• _Records to process_:
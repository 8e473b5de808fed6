use crate::codec::{pack_varuint32, CodecError, Pack, Reader, Unpack};
use serde::{Deserialize, Serialize};
use std::fmt;
use std::str::FromStr;
use thiserror::Error;

/// A 256-bit SHA256 digest.
pub type Digest = [u8; 32];

/// A block id: the header digest with the block number in its first 4 bytes.
pub type BlockId = [u8; 32];

/// Identifies the remote chain; bound into every PBFT message digest.
pub type ChainId = [u8; 32];

/// Number of bytes in a compressed secp256k1 public key.
pub const PUBLIC_KEY_LEN: usize = 33;

/// Number of bytes in a compact recoverable signature (header byte + r + s).
pub const SIGNATURE_LEN: usize = 65;

/// Type tag used on the wire for secp256k1 keys and signatures.
const K1_TYPE_TAG: u32 = 0;

/// A compressed secp256k1 public key (33 bytes).
#[derive(Clone, Copy, Debug, PartialEq, Eq, PartialOrd, Ord, Hash)]
pub struct PublicKey(pub [u8; PUBLIC_KEY_LEN]);

impl PublicKey {
    pub fn from_bytes(bytes: &[u8]) -> Result<Self, &'static str> {
        if bytes.len() != PUBLIC_KEY_LEN {
            return Err("Invalid public key length");
        }
        let mut arr = [0u8; PUBLIC_KEY_LEN];
        arr.copy_from_slice(bytes);
        Ok(Self(arr))
    }
}

impl Serialize for PublicKey {
    fn serialize<S: serde::Serializer>(&self, serializer: S) -> Result<S::Ok, S::Error> {
        serializer.serialize_str(&hex::encode(self.0))
    }
}

impl<'de> Deserialize<'de> for PublicKey {
    fn deserialize<D: serde::Deserializer<'de>>(deserializer: D) -> Result<Self, D::Error> {
        let s = String::deserialize(deserializer)?;
        let s = s.strip_prefix("0x").unwrap_or(&s);
        let bytes = hex::decode(s).map_err(serde::de::Error::custom)?;
        Self::from_bytes(&bytes).map_err(serde::de::Error::custom)
    }
}

impl Pack for PublicKey {
    fn pack(&self, out: &mut Vec<u8>) {
        pack_varuint32(K1_TYPE_TAG, out);
        out.extend_from_slice(&self.0);
    }
}

impl Unpack for PublicKey {
    fn unpack(reader: &mut Reader<'_>) -> Result<Self, CodecError> {
        let tag = reader.read_varuint32()?;
        if tag != K1_TYPE_TAG {
            return Err(CodecError::UnsupportedKeyType {
                what: "public key",
                tag,
            });
        }
        Ok(Self(reader.read_array()?))
    }
}

/// A compact recoverable secp256k1 signature.
/// Byte 0 is the recovery header (`27 + 4 + recovery_id` for compressed keys),
/// followed by the 32-byte `r` and 32-byte `s`.
#[derive(Clone, Copy, Debug, PartialEq, Eq)]
pub struct Signature(pub [u8; SIGNATURE_LEN]);

impl Signature {
    pub fn from_bytes(bytes: &[u8]) -> Result<Self, &'static str> {
        if bytes.len() != SIGNATURE_LEN {
            return Err("Invalid signature length");
        }
        let mut arr = [0u8; SIGNATURE_LEN];
        arr.copy_from_slice(bytes);
        Ok(Self(arr))
    }
}

impl Default for Signature {
    fn default() -> Self {
        Self([0u8; SIGNATURE_LEN])
    }
}

impl Serialize for Signature {
    fn serialize<S: serde::Serializer>(&self, serializer: S) -> Result<S::Ok, S::Error> {
        serializer.serialize_str(&hex::encode(self.0))
    }
}

impl<'de> Deserialize<'de> for Signature {
    fn deserialize<D: serde::Deserializer<'de>>(deserializer: D) -> Result<Self, D::Error> {
        let s = String::deserialize(deserializer)?;
        let s = s.strip_prefix("0x").unwrap_or(&s);
        let bytes = hex::decode(s).map_err(serde::de::Error::custom)?;
        Self::from_bytes(&bytes).map_err(serde::de::Error::custom)
    }
}

impl Pack for Signature {
    fn pack(&self, out: &mut Vec<u8>) {
        pack_varuint32(K1_TYPE_TAG, out);
        out.extend_from_slice(&self.0);
    }
}

impl Unpack for Signature {
    fn unpack(reader: &mut Reader<'_>) -> Result<Self, CodecError> {
        let tag = reader.read_varuint32()?;
        if tag != K1_TYPE_TAG {
            return Err(CodecError::UnsupportedKeyType {
                what: "signature",
                tag,
            });
        }
        Ok(Self(reader.read_array()?))
    }
}

/// Errors parsing an account name from its string form.
#[derive(Debug, Error, Clone, PartialEq, Eq)]
pub enum NameError {
    #[error("Name '{0}' is longer than 13 characters")]
    TooLong(String),

    #[error("Name '{name}' contains invalid character '{ch}'")]
    InvalidCharacter { name: String, ch: char },

    #[error("Name '{0}': the 13th character must be one of .12345abcdefghij")]
    InvalidThirteenthCharacter(String),
}

const NAME_CHARMAP: &[u8; 32] = b".12345abcdefghijklmnopqrstuvwxyz";

/// An account name on the remote chain: up to 13 characters of
/// `.12345a-z` packed into a `u64`, 5 bits per character (4 for the 13th).
#[derive(Clone, Copy, Debug, Default, PartialEq, Eq, PartialOrd, Ord, Hash)]
pub struct Name(pub u64);

impl Name {
    pub const fn new(value: u64) -> Self {
        Self(value)
    }

    pub fn value(&self) -> u64 {
        self.0
    }

    pub fn is_empty(&self) -> bool {
        self.0 == 0
    }
}

fn char_to_symbol(c: u8) -> Option<u64> {
    match c {
        b'a'..=b'z' => Some(u64::from(c - b'a') + 6),
        b'1'..=b'5' => Some(u64::from(c - b'1') + 1),
        b'.' => Some(0),
        _ => None,
    }
}

impl FromStr for Name {
    type Err = NameError;

    fn from_str(s: &str) -> Result<Self, Self::Err> {
        let bytes = s.as_bytes();
        if bytes.len() > 13 {
            return Err(NameError::TooLong(s.to_string()));
        }

        let mut value: u64 = 0;
        for (i, &c) in bytes.iter().enumerate() {
            let symbol = char_to_symbol(c).ok_or_else(|| NameError::InvalidCharacter {
                name: s.to_string(),
                ch: c as char,
            })?;
            if i < 12 {
                value |= (symbol & 0x1f) << (64 - 5 * (i + 1));
            } else {
                if symbol > 0x0f {
                    return Err(NameError::InvalidThirteenthCharacter(s.to_string()));
                }
                value |= symbol;
            }
        }
        Ok(Self(value))
    }
}

impl fmt::Display for Name {
    fn fmt(&self, f: &mut fmt::Formatter<'_>) -> fmt::Result {
        let mut chars = [b'.'; 13];
        let mut tmp = self.0;
        for i in 0..13 {
            let mask = if i == 0 { 0x0f } else { 0x1f };
            chars[12 - i] = NAME_CHARMAP[(tmp & mask) as usize];
            tmp >>= if i == 0 { 4 } else { 5 };
        }
        let len = chars
            .iter()
            .rposition(|&c| c != b'.')
            .map(|p| p + 1)
            .unwrap_or(0);
        // Every byte comes from NAME_CHARMAP, which is ASCII.
        f.write_str(std::str::from_utf8(&chars[..len]).map_err(|_| fmt::Error)?)
    }
}

impl Serialize for Name {
    fn serialize<S: serde::Serializer>(&self, serializer: S) -> Result<S::Ok, S::Error> {
        serializer.serialize_str(&self.to_string())
    }
}

impl<'de> Deserialize<'de> for Name {
    fn deserialize<D: serde::Deserializer<'de>>(deserializer: D) -> Result<Self, D::Error> {
        let s = String::deserialize(deserializer)?;
        s.parse().map_err(serde::de::Error::custom)
    }
}

impl Pack for Name {
    fn pack(&self, out: &mut Vec<u8>) {
        self.0.pack(out);
    }
}

impl Unpack for Name {
    fn unpack(reader: &mut Reader<'_>) -> Result<Self, CodecError> {
        Ok(Self(u64::unpack(reader)?))
    }
}

/// Hex (de)serialization for variable-length byte fields.
pub(crate) mod hex_bytes {
    use serde::{Deserialize, Deserializer, Serializer};

    pub fn serialize<S>(bytes: &[u8], serializer: S) -> Result<S::Ok, S::Error>
    where
        S: Serializer,
    {
        serializer.serialize_str(&hex::encode(bytes))
    }

    pub fn deserialize<'de, D>(deserializer: D) -> Result<Vec<u8>, D::Error>
    where
        D: Deserializer<'de>,
    {
        let s = String::deserialize(deserializer)?;
        let s = s.strip_prefix("0x").unwrap_or(&s);
        hex::decode(s).map_err(serde::de::Error::custom)
    }
}

/// Hex (de)serialization for 32-byte digests and ids.
pub mod hex_digest {
    use super::{parse_digest, Digest};
    use serde::{Deserialize, Deserializer, Serializer};

    pub fn serialize<S>(digest: &Digest, serializer: S) -> Result<S::Ok, S::Error>
    where
        S: Serializer,
    {
        serializer.serialize_str(&hex::encode(digest))
    }

    pub fn deserialize<'de, D>(deserializer: D) -> Result<Digest, D::Error>
    where
        D: Deserializer<'de>,
    {
        let s = String::deserialize(deserializer)?;
        parse_digest(&s).map_err(serde::de::Error::custom)
    }
}

/// Parse a hex-encoded 32-byte digest, with or without `0x` prefix.
pub fn parse_digest(hex_str: &str) -> Result<Digest, String> {
    let hex_str = hex_str.strip_prefix("0x").unwrap_or(hex_str);
    if hex_str.len() != 64 {
        return Err(format!("Expected 64 hex characters, got {}", hex_str.len()));
    }
    let bytes = hex::decode(hex_str).map_err(|e| format!("Invalid hex: {}", e))?;
    let mut out = [0u8; 32];
    out.copy_from_slice(&bytes);
    Ok(out)
}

• _Exercise details_: Search the entries for the word "NameError" and pick out every line that holds it.

• _Solution to this task_:
pub enum NameError {
    type Err = NameError;
            return Err(NameError::TooLong(s.to_string()));
            let symbol = char_to_symbol(c).ok_or_else(|| NameError::InvalidCharacter {
                    return Err(NameError::InvalidThirteenthCharacter(s.to_string()));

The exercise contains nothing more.